Segundo Mello (1999), atualmente a Psicossomática reconhece a
interdependência fundamental entre mente e corpo em todos os estágios de
doença e saúde. Não existem doenças com causas puramente psicológicas ou
puramente orgânicas. Assim, todas as doenças são psicossomáticas, pois
envolvem uma inter-relação mente-corpo.
A abordagem atual holista da Psicossomática, é coerente com a teoria e o
método psicoterápico proposto por Jung, embora a Psicologia Analítica não tenha
contribuído diretamente para a Psicossomática. Como propõe Ramos (1994), é
possível entender o fenômeno psicossomático através do modelo analítico. O
teste de Associação de Palavras, usado por Jung no início de sua carreira,
forneceu as bases para a compreensão do fenômeno mente-corpo. De acordo
com Hannah (2003 [1999]), Jung começou a trabalhar com o teste de Associação
de Palavras, criado pelo médico alemão Wilhelm Wundt, em 1904. Jung foi o
primeiro a investigar as perturbações surgidas nas reações às palavras indutoras,
constatando a conexão das respostas dadas a alterações fisiológicas, medidas por
um polígrafo, estabelecendo assim, uma relação indiscutível entre psique e corpo.

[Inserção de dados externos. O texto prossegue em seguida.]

//! The database factory: open, delete, and list databases.

use serde_json::Value as JsonValue;
use std::cell::RefCell;
use std::cmp::Ordering;
use std::future::{Future, IntoFuture};
use std::pin::Pin;
use std::rc::Rc;
use std::sync::Arc;
use tokio::sync::mpsc;
use tracing::{info, warn};

use crate::bridge::Bridge;
use crate::database::Database;
use crate::error::IdbError;
use crate::request::{dispatch_detached, ListenerId, Listeners, Request, RequestSource};
use crate::store::parse_reply;
use crate::transaction::{Transaction, TransactionState};
use qbridge_common::BridgeConfig;
use qbridge_protocol::{compare, Command, DatabaseInfo, DatabaseMetadata, MessageChannel, OpenReply};

/// Factory events.
#[derive(Debug, Clone)]
pub enum IdbEvent {
    /// Database opened.
    Opened { db_name: String, version: u64 },
    /// Upgrade needed.
    UpgradeNeeded {
        db_name: String,
        old_version: u64,
        new_version: u64,
    },
    /// Open failed.
    OpenFailed { db_name: String, error: IdbError },
    /// Database deleted.
    Deleted { db_name: String },
    /// Connection closed.
    Closed { db_name: String },
    TransactionComplete { db_name: String, transaction: u64 },
    TransactionAborted {
        db_name: String,
        transaction: u64,
        error: IdbError,
    },
}

/// Passed to upgrade listeners.
#[derive(Debug, Clone)]
pub struct UpgradeEvent {
    pub old_version: u64,
    pub new_version: u64,
    pub database: Database,
    pub transaction: Transaction,
}

/// Request returned by [`Factory::open`].
///
/// Settles with the database once any upgrade has completed.
#[derive(Clone)]
pub struct OpenRequest {
    request: Request<Database>,
    upgrade_listeners: Rc<RefCell<Listeners<dyn FnMut(&UpgradeEvent)>>>,
}

impl OpenRequest {
    /// Run `listener` when the open needs an upgrade.
    ///
    /// Schema changes made inside the listener belong to the upgrade
    /// transaction, which commits once they have all settled.
    pub fn on_upgrade_needed(&self, listener: impl FnMut(&UpgradeEvent) + 'static) -> ListenerId {
        self.upgrade_listeners.borrow_mut().add(Box::new(listener))
    }

    pub fn on_success(&self, listener: impl FnMut(&Database) + 'static) -> ListenerId {
        self.request.on_success(listener)
    }

    pub fn on_error(&self, listener: impl FnMut(&IdbError) + 'static) -> ListenerId {
        self.request.on_error(listener)
    }

    /// Remove an upgrade, success or error listener.
    pub fn remove_listener(&self, id: ListenerId) -> bool {
        self.upgrade_listeners.borrow_mut().remove(id) || self.request.remove_listener(id)
    }

    pub fn request(&self) -> &Request<Database> {
        &self.request
    }

    pub async fn outcome(&self) -> Result<Database, IdbError> {
        self.request.outcome().await
    }

    fn fire_upgrade(&self, event: &UpgradeEvent) {
        let mut listeners = self.upgrade_listeners.borrow_mut().take();
        listeners.iter_mut().for_each(|(_, listener)| listener(event));
        self.upgrade_listeners.borrow_mut().restore(listeners);
    }
}

impl IntoFuture for OpenRequest {
    type Output = Result<Database, IdbError>;
    type IntoFuture = Pin<Box<dyn Future<Output = Result<Database, IdbError>>>>;

    fn into_future(self) -> Self::IntoFuture {
        self.request.into_future()
    }
}

impl std::fmt::Debug for OpenRequest {
    fn fmt(&self, f: &mut std::fmt::Formatter<'_>) -> std::fmt::Result {
        f.debug_struct("OpenRequest")
            .field("request", &self.request)
            .finish()
    }
}

/// Entry point of the client (`indexedDB`).
///
/// Every handle it produces is single-threaded and continues its work on
/// `tokio::task::spawn_local`, so use it from inside a `LocalSet`.
#[derive(Clone)]
pub struct Factory {
    bridge: Arc<Bridge>,
    events: mpsc::UnboundedSender<IdbEvent>,
}

impl Factory {
    /// Create a factory and the stream of its events.
    pub fn new(bridge: Arc<Bridge>) -> (Self, mpsc::UnboundedReceiver<IdbEvent>) {
        let (events, event_rx) = mpsc::unbounded_channel();
        (Self { bridge, events }, event_rx)
    }

    /// Create a factory talking over `channel`.
    pub fn with_channel(
        config: BridgeConfig,
        channel: Arc<dyn MessageChannel>,
    ) -> (Self, mpsc::UnboundedReceiver<IdbEvent>) {
        Self::new(Bridge::new(config, channel))
    }

    pub fn bridge(&self) -> &Arc<Bridge> {
        &self.bridge
    }

    /// Open a database, upgrading it when `version` is above the stored one.
    ///
    /// `None` opens the current version, or 1 for a new database.
    pub fn open(&self, name: &str, version: Option<u64>) -> Result<OpenRequest, IdbError> {
        if version == Some(0) {
            return Err(IdbError::Type("version must be positive".into()));
        }

        let open = OpenRequest {
            request: Request::new(RequestSource::Factory, None),
            upgrade_listeners: Rc::new(RefCell::new(Listeners::default())),
        };
        // The engine ties the version change to this id.
        let upgrade_id = Transaction::reserve_id();
        let call = self.bridge.call(&Command::Open {
            name: name.to_string(),
            version,
            transaction: Some(upgrade_id),
        });
        let factory = self.clone();
        let pending = open.clone();
        let name = name.to_string();
        tokio::task::spawn_local(async move {
            let outcome = call
                .await
                .map_err(IdbError::from_remote)
                .and_then(|reply| OpenReply::parse(reply).map_err(IdbError::from));
            match outcome {
                Ok(reply) => factory.opened(&name, version, upgrade_id, reply, pending),
                Err(err) => factory.open_failed(&name, err, &pending.request),
            }
        });
        Ok(open)
    }

    /// Delete a database and everything in it.
    pub fn delete_database(&self, name: &str) -> Request<()> {
        let events = self.events.clone();
        let db_name = name.to_string();
        dispatch_detached(
            &self.bridge,
            Command::DeleteDatabase {
                name: name.to_string(),
            },
            move |outcome| {
                outcome?;
                info!(db = %db_name, "Database deleted");
                let _ = events.send(IdbEvent::Deleted { db_name });
                Ok(())
            },
        )
    }

    /// Names and versions of every database.
    pub fn databases(&self) -> Request<Vec<DatabaseInfo>> {
        dispatch_detached(&self.bridge, Command::Databases, |outcome| {
            outcome.and_then(parse_reply)
        })
    }

    /// Delete every database.
    pub fn delete_all_databases(&self) -> Request<()> {
        dispatch_detached(&self.bridge, Command::DeleteAllDatabases, |outcome| {
            outcome.map(|_: JsonValue| ())
        })
    }

    /// Compare two keys.
    pub fn cmp(&self, a: &JsonValue, b: &JsonValue) -> Result<Ordering, IdbError> {
        Ok(compare(a, b)?)
    }

    fn opened(
        &self,
        name: &str,
        requested: Option<u64>,
        upgrade_id: u64,
        reply: OpenReply,
        open: OpenRequest,
    ) {
        if reply.new_version < reply.old_version {
            let err = IdbError::Version(format!(
                "version {} is below the stored version {}",
                reply.new_version, reply.old_version
            ));
            self.open_failed(name, err, &open.request);
            return;
        }

        let mut metadata = reply
            .metadata
            .clone()
            .unwrap_or_else(|| DatabaseMetadata::new(name, reply.new_version));
        metadata.name = name.to_string();
        metadata.version = reply.new_version;
        let db = Database::new(self.bridge.clone(), self.events.clone(), metadata);

        let requested = requested.unwrap_or(reply.new_version);
        if !(reply.upgrade || requested > reply.old_version) {
            info!(db = %name, version = reply.new_version, "Database opened");
            self.emit(IdbEvent::Opened {
                db_name: name.to_string(),
                version: reply.new_version,
            });
            open.request.settle(Ok(db));
            return;
        }

        info!(
            db = %name,
            old_version = reply.old_version,
            new_version = reply.new_version,
            "Upgrade needed"
        );
        let tx = db.begin_upgrade(upgrade_id);
        let factory = self.clone();
        let upgraded = db.clone();
        let request = open.request.clone();
        let db_name = name.to_string();
        let version = reply.new_version;
        tx.on_final(move |state| {
            let close_requested = upgraded.end_upgrade();
            match state {
                TransactionState::Complete if !close_requested => {
                    info!(db = %db_name, version, "Database opened");
                    factory.emit(IdbEvent::Opened {
                        db_name,
                        version,
                    });
                    request.settle(Ok(upgraded));
                }
                _ => {
                    upgraded.force_close();
                    let err = IdbError::Abort("the version change transaction was aborted".into());
                    factory.open_failed(&db_name, err, &request);
                }
            }
        });

        self.emit(IdbEvent::UpgradeNeeded {
            db_name: name.to_string(),
            old_version: reply.old_version,
            new_version: reply.new_version,
        });
        open.fire_upgrade(&UpgradeEvent {
            old_version: reply.old_version,
            new_version: reply.new_version,
            database: db,
            transaction: tx,
        });
    }

    fn open_failed(&self, name: &str, err: IdbError, request: &Request<Database>) {
        warn!(db = %name, error = %err, "Open failed");
        self.emit(IdbEvent::OpenFailed {
            db_name: name.to_string(),
            error: err.clone(),
        });
        request.settle(Err(err));
    }

    fn emit(&self, event: IdbEvent) {
        let _ = self.events.send(event);
    }
}
use std::sync::Arc;

use tokio::sync::watch;

/// A cloneable, one-shot cancellation signal.
///
/// Every clone observes the same signal. Once triggered it stays triggered,
/// so tasks that start waiting after the fact return immediately.
#[derive(Debug, Clone)]
pub struct Interrupt(Arc<watch::Sender<bool>>);

impl Interrupt {
    pub fn new() -> Self {
        let (tx, _) = watch::channel(false);
        Self(Arc::new(tx))
    }

    /// Signal every holder of this interrupt
    pub fn trigger(&self) {
        self.0.send_replace(true);
    }

    pub fn is_triggered(&self) -> bool {
        *self.0.borrow()
    }

    /// Wait until the interrupt is triggered
    pub async fn wait(&self) {
        let mut rx = self.0.subscribe();
        // the sender lives as long as self, so this cannot fail
        let _ = rx.wait_for(|triggered| *triggered).await;
    }
}

impl Default for Interrupt {
    fn default() -> Self {
        Self::new()
    }
}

A partir destas experiências postulou o conceito de complexo, como um núcleo de
intensa carga afetiva que agrupa em torno de si conteúdos psíquicos, também
carregados de afetividade. Os complexos funcionam como uma entidade
inconsciente e autônoma e por isto são capazes de contrariar as intenções do
indivíduo. Tanto na neurose como na psicose, os sintomas de natureza somática
ou psíquica originam-se dos complexos.
Como afirma Ramos (1994) a psicologia junguiana, aborda a doença como
símbolo de um desequilíbrio psíquico provocado por um complexo que está
represando uma quantidade de energia suficiente para impedir o fluxo adequado e
necessário ao desenvolvimento da personalidade. A doença surge, então, como
uma oportunidade de elaboração de um complexo, que poderá restaurar o
equilíbrio intrapsíquico necessário à retomada do Processo de Individuação,
objetivo principal da psicologia junguiana.
Esta revisão dá força à crença da psicossomática, da
psiconeuroimunologia, e da psicologia junguiana de que psique e corpo se
constituem num todo indissolúvel que se influenciam mutuamente, reafirmando a
necessidade do trabalho transdisciplinar, no atendimento à saúde. Acreditamos,
que o equilíbrio psíquico resulta numa qualidade de vida mais satisfatória, e que
uma intervenção psicoterápica poderia favorecer o desenvolvimento de resiliência
nos indivíduos que a vivenciassem. Resiliência foi entendida de acordo com a
definição de Rutter (1993), como um caminho onde o indivíduo enfrenta e
ultrapassa uma situação nociva, com mudanças e sucessos. Ainda segundo
Grotberg (1999), é uma capacidade universal de superar as adversidades da vida
e ser fortalecido por elas. É parte do processo evolutivo e pode ser promovido
desde o nascimento. É um potencial humano, presente nos seres humanos em
todas as culturas e em todos os tempos.